Phillip Dampier December 15, 2010 Broadband Speed, Community Networks, Editorial & Site News, Google Fiber Comments Off

Some 1100 communities will have to wait until next year to learn if they are among the one(s) chosen for Google’s new 1 gigabit fiber to the home network.

An announcement on Google’s official blog broke the news to anxious readers this morning:

We had planned to announce our selected community or communities by the end of this year, but the level of interest was incredible—nearly 1,100 communities across the country responded to our announcement—and exceeded our expectations. While we’re moving ahead full steam on this project, we’re not quite ready to make that announcement.

We’re sorry for this delay, but we want to make sure we get this right. To be clear, we’re not re-opening our selection process—we simply need more time to decide than we’d anticipated. Stay tuned for an announcement in early 2011.

Google has also been working on a “beta” network, serving 850 private homes and condominiums on the main campus of Stanford University, owned primarily by the faculty.
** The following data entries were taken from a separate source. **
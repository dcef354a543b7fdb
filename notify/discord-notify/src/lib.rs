//! Discord Notify Library
//!
//! Delivers plain-text messages to a single Discord destination, either a
//! channel addressed by id through a bot token, or a webhook URL.
//!
//! # Usage
//!
//! ```rust,ignore
//! use discord_notify::DiscordClient;
//!
//! let client = DiscordClient::bot(token, channel_id)?;
//! client.login().await?;
//! client.send("**Change Report:**\nTV: 100.00GB (50.00% Left, No change)").await?;
//! ```

pub mod client;
pub mod error;
pub mod payload;

pub use client::{split_message, DiscordClient, Destination, DISCORD_API_BASE, MESSAGE_LIMIT};
pub use error::{NotifyError, NotifyResult};
pub use payload::CurrentUser;
//! Report formatting
//!
//! Renders one line per volume:
//!
//! ```text
//! TV: 98.50GB (49.25% Left, **1.50GB added**)
//! ```
//!
//! "added" means content was added to the volume (free space shrank),
//! "removed" means content was removed (free space grew).

use std::fmt;

use crate::detect::{delta_hundredths, pair_by_label};
use crate::types::VolumeReading;

/// Which report is being rendered
#[derive(Debug, Clone, Copy, PartialEq, Eq)]
pub enum ReportKind {
    /// Sent by the change-check timeline
    Change,
    /// Sent by the daily timeline
    Daily,
}

impl ReportKind {
    pub fn title(self) -> &'static str {
        match self {
            ReportKind::Change => "Change Report",
            ReportKind::Daily => "Daily Report",
        }
    }

    fn no_change_text(self) -> &'static str {
        match self {
            ReportKind::Change => "No change",
            ReportKind::Daily => "No change in the last 24 hours",
        }
    }

    fn period_suffix(self) -> &'static str {
        match self {
            ReportKind::Change => "",
            ReportKind::Daily => " in the last 24 hours",
        }
    }
}

impl fmt::Display for ReportKind {
    fn fmt(&self, f: &mut fmt::Formatter<'_>) -> fmt::Result {
        f.write_str(self.title())
    }
}

/// A free-space delta in hundredths of a GB
#[derive(Debug, Clone, Copy, PartialEq, Eq)]
pub struct Delta(pub i64);

impl fmt::Display for Delta {
    fn fmt(&self, f: &mut fmt::Formatter<'_>) -> fmt::Result {
        let magnitude = self.0.unsigned_abs();
        let direction = if self.0 < 0 { "added" } else { "removed" };
        write!(f, "{}.{:02}GB {}", magnitude / 100, magnitude % 100, direction)
    }
}

/// Format the report sent when a change check decides to notify
pub fn format_change_report(current: &[VolumeReading], previous: &[VolumeReading]) -> String {
    format_report(ReportKind::Change, current, previous)
}

/// Format the once-a-day report
pub fn format_daily_report(current: &[VolumeReading], previous: &[VolumeReading]) -> String {
    format_report(ReportKind::Daily, current, previous)
}

/// Format a report with its bold title line
pub fn format_report(kind: ReportKind, current: &[VolumeReading], previous: &[VolumeReading]) -> String {
    let lines: Vec<String> = pair_by_label(current, previous)
        .into_iter()
        .map(|(reading, partner)| format_line(kind, reading, partner))
        .collect();

    format!("**{}:**\n{}", kind.title(), lines.join("\n"))
}

fn format_line(kind: ReportKind, reading: &VolumeReading, previous: Option<&VolumeReading>) -> String {
    let delta = previous
        .map(|prev| delta_hundredths(reading, prev))
        .unwrap_or(0);

    let annotation = if delta == 0 {
        kind.no_change_text().to_string()
    } else {
        format!("**{}{}**", Delta(delta), kind.period_suffix())
    };

    format!(
        "{}: {:.2}GB ({:.2}% Left, {})",
        reading.label, reading.free_space_gb, reading.remaining_percent, annotation
    )
}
That a company the size of Google faces delays from the challenges involved in building a fiber-to-the-home network speaks to similar delays that often slow down municipal broadband deployments.  Community broadband critics often seize on such delays as evidence the networks are not viable and run by unqualified personnel.  But as Google illustrates, such delays are common whether they are run by private or public entities.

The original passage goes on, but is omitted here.